* [Task objective]
Every entry that follows needs to be repeated exactly.

[Stored items]
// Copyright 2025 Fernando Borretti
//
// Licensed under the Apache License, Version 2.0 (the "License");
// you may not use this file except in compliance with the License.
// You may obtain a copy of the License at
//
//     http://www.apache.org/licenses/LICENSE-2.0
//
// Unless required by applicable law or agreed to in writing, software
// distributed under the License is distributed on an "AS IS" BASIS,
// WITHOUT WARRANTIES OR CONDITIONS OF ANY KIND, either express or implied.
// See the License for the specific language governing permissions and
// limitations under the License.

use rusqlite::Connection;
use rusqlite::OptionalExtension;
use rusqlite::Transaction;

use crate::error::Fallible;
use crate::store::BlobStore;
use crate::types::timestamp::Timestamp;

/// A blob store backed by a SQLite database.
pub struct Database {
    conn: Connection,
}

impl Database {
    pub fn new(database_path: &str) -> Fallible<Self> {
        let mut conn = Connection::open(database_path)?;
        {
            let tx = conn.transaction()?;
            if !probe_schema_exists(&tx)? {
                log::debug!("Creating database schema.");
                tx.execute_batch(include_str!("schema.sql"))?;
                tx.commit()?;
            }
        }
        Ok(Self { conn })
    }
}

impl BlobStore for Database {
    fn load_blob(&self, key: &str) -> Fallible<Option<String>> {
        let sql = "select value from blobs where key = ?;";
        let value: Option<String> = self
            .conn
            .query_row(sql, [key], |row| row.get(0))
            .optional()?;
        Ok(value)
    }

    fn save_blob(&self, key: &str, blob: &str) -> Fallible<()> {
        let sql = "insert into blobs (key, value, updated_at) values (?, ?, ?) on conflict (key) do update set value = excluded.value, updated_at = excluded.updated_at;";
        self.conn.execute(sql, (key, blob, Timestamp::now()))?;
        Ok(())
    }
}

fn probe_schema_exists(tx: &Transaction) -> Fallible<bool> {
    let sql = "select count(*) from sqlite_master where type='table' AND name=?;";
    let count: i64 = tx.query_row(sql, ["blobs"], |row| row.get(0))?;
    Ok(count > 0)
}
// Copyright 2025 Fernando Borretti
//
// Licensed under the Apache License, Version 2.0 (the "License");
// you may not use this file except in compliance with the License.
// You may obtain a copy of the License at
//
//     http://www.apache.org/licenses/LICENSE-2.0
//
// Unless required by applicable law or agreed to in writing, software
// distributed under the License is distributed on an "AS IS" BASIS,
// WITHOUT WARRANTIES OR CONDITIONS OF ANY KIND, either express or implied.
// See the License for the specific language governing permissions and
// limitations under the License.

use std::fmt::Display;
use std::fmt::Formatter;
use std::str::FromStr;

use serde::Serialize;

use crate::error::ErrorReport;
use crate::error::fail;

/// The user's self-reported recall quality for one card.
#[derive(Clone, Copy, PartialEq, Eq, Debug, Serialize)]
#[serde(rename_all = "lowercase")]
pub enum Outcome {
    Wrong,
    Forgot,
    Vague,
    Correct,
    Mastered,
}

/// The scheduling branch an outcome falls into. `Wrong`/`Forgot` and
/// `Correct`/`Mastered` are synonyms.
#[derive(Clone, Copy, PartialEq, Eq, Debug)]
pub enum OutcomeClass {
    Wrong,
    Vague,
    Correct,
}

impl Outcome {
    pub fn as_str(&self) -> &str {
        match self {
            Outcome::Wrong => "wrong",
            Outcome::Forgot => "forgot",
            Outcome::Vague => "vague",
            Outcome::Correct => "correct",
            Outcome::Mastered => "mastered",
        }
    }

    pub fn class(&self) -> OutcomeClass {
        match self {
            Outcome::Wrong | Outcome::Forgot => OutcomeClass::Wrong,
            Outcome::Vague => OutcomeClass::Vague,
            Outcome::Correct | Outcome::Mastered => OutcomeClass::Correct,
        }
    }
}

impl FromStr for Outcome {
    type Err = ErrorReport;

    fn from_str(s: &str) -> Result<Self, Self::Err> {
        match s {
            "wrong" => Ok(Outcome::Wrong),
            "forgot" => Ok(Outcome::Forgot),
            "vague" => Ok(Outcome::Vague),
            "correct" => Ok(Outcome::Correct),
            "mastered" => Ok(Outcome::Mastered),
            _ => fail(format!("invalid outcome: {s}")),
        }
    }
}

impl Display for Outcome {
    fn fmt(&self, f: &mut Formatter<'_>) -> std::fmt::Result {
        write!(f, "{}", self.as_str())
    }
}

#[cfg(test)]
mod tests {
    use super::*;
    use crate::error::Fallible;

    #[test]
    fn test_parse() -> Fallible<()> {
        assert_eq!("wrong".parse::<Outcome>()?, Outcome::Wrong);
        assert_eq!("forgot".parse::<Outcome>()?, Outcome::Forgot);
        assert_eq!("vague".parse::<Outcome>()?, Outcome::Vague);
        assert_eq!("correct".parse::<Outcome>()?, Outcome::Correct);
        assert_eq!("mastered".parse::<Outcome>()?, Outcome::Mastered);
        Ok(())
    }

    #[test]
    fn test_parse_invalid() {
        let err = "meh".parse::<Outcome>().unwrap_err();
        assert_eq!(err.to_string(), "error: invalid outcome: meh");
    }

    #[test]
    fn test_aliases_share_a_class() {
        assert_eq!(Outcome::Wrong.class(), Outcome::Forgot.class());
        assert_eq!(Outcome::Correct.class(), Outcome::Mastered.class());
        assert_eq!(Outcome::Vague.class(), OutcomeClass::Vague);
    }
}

* [Solved problem]
// Copyright 2025 Fernando Borretti
//
// Licensed under the Apache License, Version 2.0 (the "License");
// you may not use this file except in compliance with the License.
// You may obtain a copy of the License at
//
//     http://www.apache.org/licenses/LICENSE-2.0
//
// Unless required by applicable law or agreed to in writing, software
// distributed under the License is distributed on an "AS IS" BASIS,
// WITHOUT WARRANTIES OR CONDITIONS OF ANY KIND, either express or implied.
// See the License for the specific language governing permissions and
// limitations under the License.

use rusqlite::Connection;
use rusqlite::OptionalExtension;
use rusqlite::Transaction;

use crate::error::Fallible;
use crate::store::BlobStore;
use crate::types::timestamp::Timestamp;

/// A blob store backed by a SQLite database.
pub struct Database {
    conn: Connection,
}

impl Database {
    pub fn new(database_path: &str) -> Fallible<Self> {
        let mut conn = Connection::open(database_path)?;
        {
            let tx = conn.transaction()?;
            if !probe_schema_exists(&tx)? {
                log::debug!("Creating database schema.");
                tx.execute_batch(include_str!("schema.sql"))?;
                tx.commit()?;
            }
        }
        Ok(Self { conn })
    }
}

impl BlobStore for Database {
    fn load_blob(&self, key: &str) -> Fallible<Option<String>> {
        let sql = "select value from blobs where key = ?;";
        let value: Option<String> = self
            .conn
            .query_row(sql, [key], |row| row.get(0))
            .optional()?;
        Ok(value)
    }

    fn save_blob(&self, key: &str, blob: &str) -> Fallible<()> {
        let sql = "insert into blobs (key, value, updated_at) values (?, ?, ?) on conflict (key) do update set value = excluded.value, updated_at = excluded.updated_at;";
        self.conn.execute(sql, (key, blob, Timestamp::now()))?;
        Ok(())
    }
}

fn probe_schema_exists(tx: &Transaction) -> Fallible<bool> {
    let sql = "select count(*) from sqlite_master where type='table' AND name=?;";
    let count: i64 = tx.query_row(sql, ["blobs"], |row| row.get(0))?;
    Ok(count > 0)
}
// Copyright 2025 Fernando Borretti
//
// Licensed under the Apache License, Version 2.0 (the "License");
// you may not use this file except in compliance with the License.
// You may obtain a copy of the License at
//
//     http://www.apache.org/licenses/LICENSE-2.0
//
// Unless required by applicable law or agreed to in writing, software
// distributed under the License is distributed on an "AS IS" BASIS,
// WITHOUT WARRANTIES OR CONDITIONS OF ANY KIND, either express or implied.
// See the License for the specific language governing permissions and
// limitations under the License.

use std::fmt::Display;
use std::fmt::Formatter;
use std::str::FromStr;

use serde::Serialize;

use crate::error::ErrorReport;
use crate::error::fail;

/// The user's self-reported recall quality for one card.
#[derive(Clone, Copy, PartialEq, Eq, Debug, Serialize)]
#[serde(rename_all = "lowercase")]
pub enum Outcome {
    Wrong,
    Forgot,
    Vague,
    Correct,
    Mastered,
}

/// The scheduling branch an outcome falls into. `Wrong`/`Forgot` and
/// `Correct`/`Mastered` are synonyms.
#[derive(Clone, Copy, PartialEq, Eq, Debug)]
pub enum OutcomeClass {
    Wrong,
    Vague,
    Correct,
}

impl Outcome {
    pub fn as_str(&self) -> &str {
        match self {
            Outcome::Wrong => "wrong",
            Outcome::Forgot => "forgot",
            Outcome::Vague => "vague",
            Outcome::Correct => "correct",
            Outcome::Mastered => "mastered",
        }
    }

    pub fn class(&self) -> OutcomeClass {
        match self {
            Outcome::Wrong | Outcome::Forgot => OutcomeClass::Wrong,
            Outcome::Vague => OutcomeClass::Vague,
            Outcome::Correct | Outcome::Mastered => OutcomeClass::Correct,
        }
    }
}

impl FromStr for Outcome {
    type Err = ErrorReport;

    fn from_str(s: &str) -> Result<Self, Self::Err> {
        match s {
            "wrong" => Ok(Outcome::Wrong),
            "forgot" => Ok(Outcome::Forgot),
            "vague" => Ok(Outcome::Vague),
            "correct" => Ok(Outcome::Correct),
            "mastered" => Ok(Outcome::Mastered),
            _ => fail(format!("invalid outcome: {s}")),
        }
    }
}

impl Display for Outcome {
    fn fmt(&self, f: &mut Formatter<'_>) -> std::fmt::Result {
        write!(f, "{}", self.as_str())
    }
}

#[cfg(test)]
mod tests {
    use super::*;
    use crate::error::Fallible;

    #[test]
    fn test_parse() -> Fallible<()> {
        assert_eq!("wrong".parse::<Outcome>()?, Outcome::Wrong);
        assert_eq!("forgot".parse::<Outcome>()?, Outcome::Forgot);
        assert_eq!("vague".parse::<Outcome>()?, Outcome::Vague);
        assert_eq!("correct".parse::<Outcome>()?, Outcome::Correct);
        assert_eq!("mastered".parse::<Outcome>()?, Outcome::Mastered);
        Ok(())
    }

    #[test]
    fn test_parse_invalid() {
        let err = "meh".parse::<Outcome>().unwrap_err();
        assert_eq!(err.to_string(), "error: invalid outcome: meh");
    }

    #[test]
    fn test_aliases_share_a_class() {
        assert_eq!(Outcome::Wrong.class(), Outcome::Forgot.class());
        assert_eq!(Outcome::Correct.class(), Outcome::Mastered.class());
        assert_eq!(Outcome::Vague.class(), OutcomeClass::Vague);
    }
}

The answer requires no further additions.